What strikes you is how competitive they were. The bravado and the macho. The guy to nail the cover photo. Which meant a willingness to take risks. That which is nominally referred to as courage, was really pushing the boundaries into the realm of the irresponsible where the pathology of hubris can’t be overlooked. And it took and continues to take lives of those who roll the dice in this game, take the proverbial “last run” down the ski hill. Paul Schutzer is one of these brilliant photographers who perished as one of the first “embedded” or rather self embedded correspondent photographers to die. He just “had” to be in one of the lead vehicles entering Gaza in the Six Day War…
As a co-photographer, and friendly competitor with Schutzer:
David Rubinger: ( see link) …”Things began to heat up in May 1967 and I went to join the Israeli forces in the Negev. A few days before war broke out everything seemed to go quiet. I had dinner in Tel Aviv with a colleague, Paul Schutzer from Life magazine. We bet a bottle of champagne on who would get the first cover photograph. The war broke out on the Monday and Paul was killed the same day. Read More:http://www.sixdaywar.co.uk/news_articles-three-soldiers.htm
Rubinger ( see link) : …I was with the Israeli forces that went into the Sinai. Just after the battle for El Arish, I overheard radio messages that something was going to happen in Jerusalem. A helicopter was taking away the wounded so I squeezed on. I didn’t know where it was going, but it landed in Beersheva, where I’d parked my car.

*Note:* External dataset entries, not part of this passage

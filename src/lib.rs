#![forbid(unsafe_code)]
//! Cuadrante — génération du planning mensuel d'une flotte, en local.
//!
//! - Rotation 4/2 (4 jours travaillés, 2 de repos) sans ancrage calendaire,
//!   phase ré-inférée chaque mois depuis la fin du mois précédent.
//! - Trois modes de partage de route : attitrée, alternating_2x2, loader_like.
//! - Surcouches congés ("V") et arrêt maladie reporté ("BAJA").
//! - Rotation GT/P des superviseurs par blocs.
//! - Moteur pur ; stockage fichiers (JSON/CSV) à côté, sans BD.

pub mod engine;
pub mod io;
pub mod model;
pub mod storage;

pub use engine::{
    days_in_month, summarize, CoverageNote, Engine, EngineError, GenerateOptions,
    GenerationInput, GenerationResult, ScheduleSummary, ValidationWarning,
};
pub use model::{
    main_prefix, AssignmentMode, Calendar, Cell, CellKind, FixedRouteException, Person, PersonId,
    PersonRole, Route, VacationRequest, VacationStatus, SICK_VALUE, VACATION_VALUE,
};
pub use storage::{JsonStorage, Snapshot, Storage};
//! Surcouches congés / maladie. Ordre contractuel : la BAJA reportée du
//! mois précédent s'applique d'abord et n'est jamais réécrite, les congés
//! approuvés ensuite, la couverture jocker vise ces cellules congés.

use crate::model::{Calendar, Cell, CellKind, Person, PersonId, VacationRequest, SICK_VALUE};
use chrono::{Datelike, NaiveDate};
use std::collections::BTreeSet;

/// Personnes du roster dont le dernier jour du mois précédent est en
/// maladie (ou une cellule travail valant littéralement "BAJA") : l'arrêt
/// n'a pas de date de fin et se propage sur tout le nouveau mois. Les ids
/// présents dans l'ancien calendrier mais sortis du roster sont ignorés.
pub(super) fn carried_sick(
    prev: &Calendar,
    people: &[Person],
    prev_last_day: u32,
) -> BTreeSet<PersonId> {
    people
        .iter()
        .map(|p| p.id)
        .filter(|person| {
            prev.cell(*person, prev_last_day).is_some_and(|cell| {
                cell.kind == CellKind::Sick
                    || (cell.kind == CellKind::Work && cell.value == SICK_VALUE)
            })
        })
        .collect()
}

pub(super) fn apply_sick(calendar: &mut Calendar, people: &BTreeSet<PersonId>, days: u32) {
    for person in people {
        for day in 1..=days {
            calendar.set(*person, day, Cell::sick());
        }
    }
}

/// Force les cellules congés pour chaque demande approuvée chevauchant le
/// mois cible. Les cellules maladie restent intouchées (la BAJA prime).
pub(super) fn apply_vacations(
    calendar: &mut Calendar,
    vacations: &[VacationRequest],
    first_of_month: NaiveDate,
    days: u32,
) {
    for request in vacations.iter().filter(|r| r.is_approved()) {
        if !calendar.cells.contains_key(&request.driver) {
            continue;
        }
        for day in 1..=days {
            let date = first_of_month + chrono::Duration::days(i64::from(day) - 1);
            debug_assert_eq!(date.month(), first_of_month.month());
            if date < request.start || date > request.end {
                continue;
            }
            let sick = calendar
                .cell(request.driver, day)
                .is_some_and(|c| c.kind == CellKind::Sick);
            if !sick {
                calendar.set(request.driver, day, Cell::vacation());
            }
        }
    }
}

I was exhausted. I never trust anyone to drive my car, but I picked up a soldier who was hitchhiking and got him to drive while I slept. We arrived at 6am in Jerusalem and I went straight to see my family. I found out that Jerusalem had been taken and I headed for the Old City.I didn’t have any great feeling for Jerusalem, I just wanted to be the first with the photographs. There was still some sniping going on but the fighting was over. When I got there, it was very emotional. Everyone around me was crying.”
When I developed the film, I didn’t think much of the picture…
“I think there was such euphoria because in the weeks before the war there was a sense of doom. The national stadium was prepared for 40,000 graves and even if we thought we might win, it would be a costly victory. The humour before the war was very dark. ‘Would the last person to leave please turn out the lights.’
We went from being doomed to having an empire. It was like a condemned man with the noose around his neck suddenly being told that not only was he going to live he was going to be the king. The nation went a little nuts. For the religious, the victory had to be God-given and that is how the whole Jewish messianic and settler movement was born.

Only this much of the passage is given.